Focalizziamoci sull’Italia. Non possiamo avere la certezza sulla totale operatività degli accordi che sono stati stipulati, perché finora c’è stato una sorta di flusso di “pronto soccorso”. Nel frattempo non si stanno facendo passi avanti concreti sul fronte della produzione nazionale. E il GNL, che importiamo anche dagli Stati Uniti, sta costando tantissimo. C’è poi un altro elemento di incertezza relativo al prezzo.

Quale?

Non sappiamo quali sono le condizioni economiche previste negli accordi siglati, per esempio con l’Algeria, che è diventato il nostro principale fornitore. Un aspetto poi da non trascurare è che nel nostro Paese, per risparmiare gas, si è fatto maggior ricorso alle centrali a carbone e olio, ma non credo che si potrà andare avanti a lungo a utilizzarle. Dunque, tornando alla considerazione iniziale, abbiamo sostituito il gas russo, ma non sappiamo ancora se abbiamo trovato la sostituzione ottimale. Bisognerà aspettare almeno di vedere come andrà il prossimo inverno.



Anche perché quello che sta per finire è stato particolare dal punto di vista climatico.

Sì. Secondo Eurostat, nel periodo tra agosto 2022 e gennaio 2023 i consumi di gas nell’Ue sono diminuiti di circa il 19,3% – e del 15% in Italia – rispetto al consumo medio di gas negli stessi mesi (agosto-gennaio) tra il 2017 e il 2022. Questo calo ha consentito di avere meno problemi a sostituire il gas russo, grazie anche all’inverno mite, ma non solo.

Si spieghi meglio.

C’è stata una riduzione dei consumi industriali, non a caso secondo Cerved Rating Agency i settori più energivori sono quelli dove è più alta la probabilità di un default. Non siamo di fronte a una discesa dei consumi del tutto economicamente salubre. Questo ci dice che non siamo riusciti a sostituire le forniture russe sotto il profilo della competitività.
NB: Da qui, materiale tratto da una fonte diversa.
//! Output formatter for human-readable and JSON output
//!
//! In JSON mode stdout carries exactly one JSON document per command and
//! nothing else; human messages, warnings and progress go to stderr or are
//! dropped.

use console::{Style, Term};
use serde::Serialize;

use super::OutputConfig;

/// Styles applied to each kind of value in human output
#[derive(Debug, Clone)]
pub struct Theme {
    /// Remote object and bucket names
    pub target: Style,
    /// Local files and directories
    pub source: Style,
    pub bytes: Style,
    /// Summary and table labels
    pub label: Style,
    /// Durations, reasons and other secondary text
    pub detail: Style,
    pub ok: Style,
    pub fail: Style,
    pub warn: Style,
    pub skip: Style,
}

impl Theme {
    pub fn colored() -> Self {
        Self {
            target: Style::new().bold(),
            source: Style::new(),
            bytes: Style::new().green(),
            label: Style::new().cyan(),
            detail: Style::new().dim(),
            ok: Style::new().green(),
            fail: Style::new().red(),
            warn: Style::new().yellow(),
            skip: Style::new().yellow(),
        }
    }

    /// Every role unstyled, for `--no-color` and JSON mode
    pub fn plain() -> Self {
        let none = Style::new();
        Self {
            target: none.clone(),
            source: none.clone(),
            bytes: none.clone(),
            label: none.clone(),
            detail: none.clone(),
            ok: none.clone(),
            fail: none.clone(),
            warn: none.clone(),
            skip: none,
        }
    }
}

/// Formatter for CLI output
#[derive(Debug, Clone)]
pub struct Formatter {
    config: OutputConfig,
    theme: Theme,
}

impl Formatter {
    pub fn new(config: OutputConfig) -> Self {
        let theme = if config.no_color || config.json {
            Theme::plain()
        } else {
            Theme::colored()
        };
        Self { config, theme }
    }

    pub fn is_json(&self) -> bool {
        self.config.json
    }

    pub fn is_quiet(&self) -> bool {
        self.config.quiet
    }

    pub fn colors_enabled(&self) -> bool {
        !self.config.no_color && !self.config.json
    }

    /// Progress bars only make sense for a human watching a terminal
    pub fn progress_enabled(&self) -> bool {
        !self.config.json
            && !self.config.quiet
            && !self.config.no_progress
            && Term::stderr().is_term()
    }

    pub fn theme(&self) -> &Theme {
        &self.theme
    }

    pub fn style_target(&self, text: &str) -> String {
        self.theme.target.apply_to(text).to_string()
    }

    pub fn style_source(&self, text: &str) -> String {
        self.theme.source.apply_to(text).to_string()
    }

    pub fn style_bytes(&self, bytes: u64) -> String {
        self.theme.bytes.apply_to(format_size(bytes)).to_string()
    }

    pub fn style_label(&self, text: &str) -> String {
        self.theme.label.apply_to(text).to_string()
    }

    pub fn style_detail(&self, text: &str) -> String {
        self.theme.detail.apply_to(text).to_string()
    }

    /// Print a success line (human mode only)
    pub fn success(&self, message: &str) {
        if self.config.quiet || self.config.json {
            return;
        }
        let checkmark = self.theme.ok.apply_to("✓");
        println!("{checkmark} {message}");
    }

    /// Print a skipped line (human mode only)
    pub fn skipped(&self, message: &str) {
        if self.config.quiet || self.config.json {
            return;
        }
        let marker = self.theme.skip.apply_to("-");
        println!("{marker} {message}");
    }

    /// Errors are always printed, even in quiet mode
    pub fn error(&self, message: &str) {
        if self.config.json {
            let error = serde_json::json!({ "error": message });
            eprintln!(
                "{}",
                serde_json::to_string_pretty(&error).unwrap_or_else(|_| message.to_string())
            );
        } else {
            let cross = self.theme.fail.apply_to("✗");
            eprintln!("{cross} {message}");
        }
    }

    pub fn warning(&self, message: &str) {
        if self.config.quiet || self.config.json {
            return;
        }
        let warn_icon = self.theme.warn.apply_to("⚠");
        eprintln!("{warn_icon} {message}");
    }

    /// Print a JSON document on stdout, regardless of quiet mode
    pub fn json<T: Serialize>(&self, value: &T) {
        match serde_json::to_string_pretty(value) {
            Ok(json) => println!("{json}"),
            Err(e) => eprintln!("Error serializing output: {e}"),
        }
    }

    /// Print a line of text (respects quiet mode)
    pub fn println(&self, message: &str) {
        if self.config.quiet {
            return;
        }
        println!("{message}");
    }
}

impl Default for Formatter {
    fn default() -> Self {
        Self::new(OutputConfig::default())
    }
}

/// Human-readable byte count
pub fn format_size(bytes: u64) -> String {
    humansize::format_size(bytes, humansize::BINARY)
}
Secondo quanto riportato da BloombergNef, le aziende cinesi stanno acquistando molte opzioni sul GNL fino al 2027. C’è il rischio, quindi, che le forniture di questo tipo di gas diventino ancora più care?

Il GNL ha il vantaggio di poter far viaggiare più materia prima con meno logistica. Allo stato liquefatto, infatti, si riesce a trasportare una quantità 600 volte superiore rispetto a quella allo stato gassoso e si stanno studiando dei sistemi per arrivare a 800 volte. Tutto questo comporta una forte diminuzione dei costi logistici. È prevedibile che nei prossimi anni, se non mesi, ci sarà uno sviluppo e una distribuzione delle quote di mercato del GNL, con una corsa per accaparrarsele. Quindi, è tutto da vedere che prezzi si riusciranno a spuntare.

Su questo fronte, per l’Italia c’è anche il grande interrogativo relativo ai rigassificatori…

Per Piombino c’è attesa per il giudizio di merito del Tar che dovrebbe arrivare l’8 marzo. Resta il fatto che mentre altri Paesi, come la Germania, sono riusciti a costruire già un nuovo rigassificatore in neanche 200 giorni, noi restiamo più indietro. Se questa situazione non si sblocca, per l’Italia si determinerà un problema relativo anche agli accordi di fornitura di GNL già stipulati.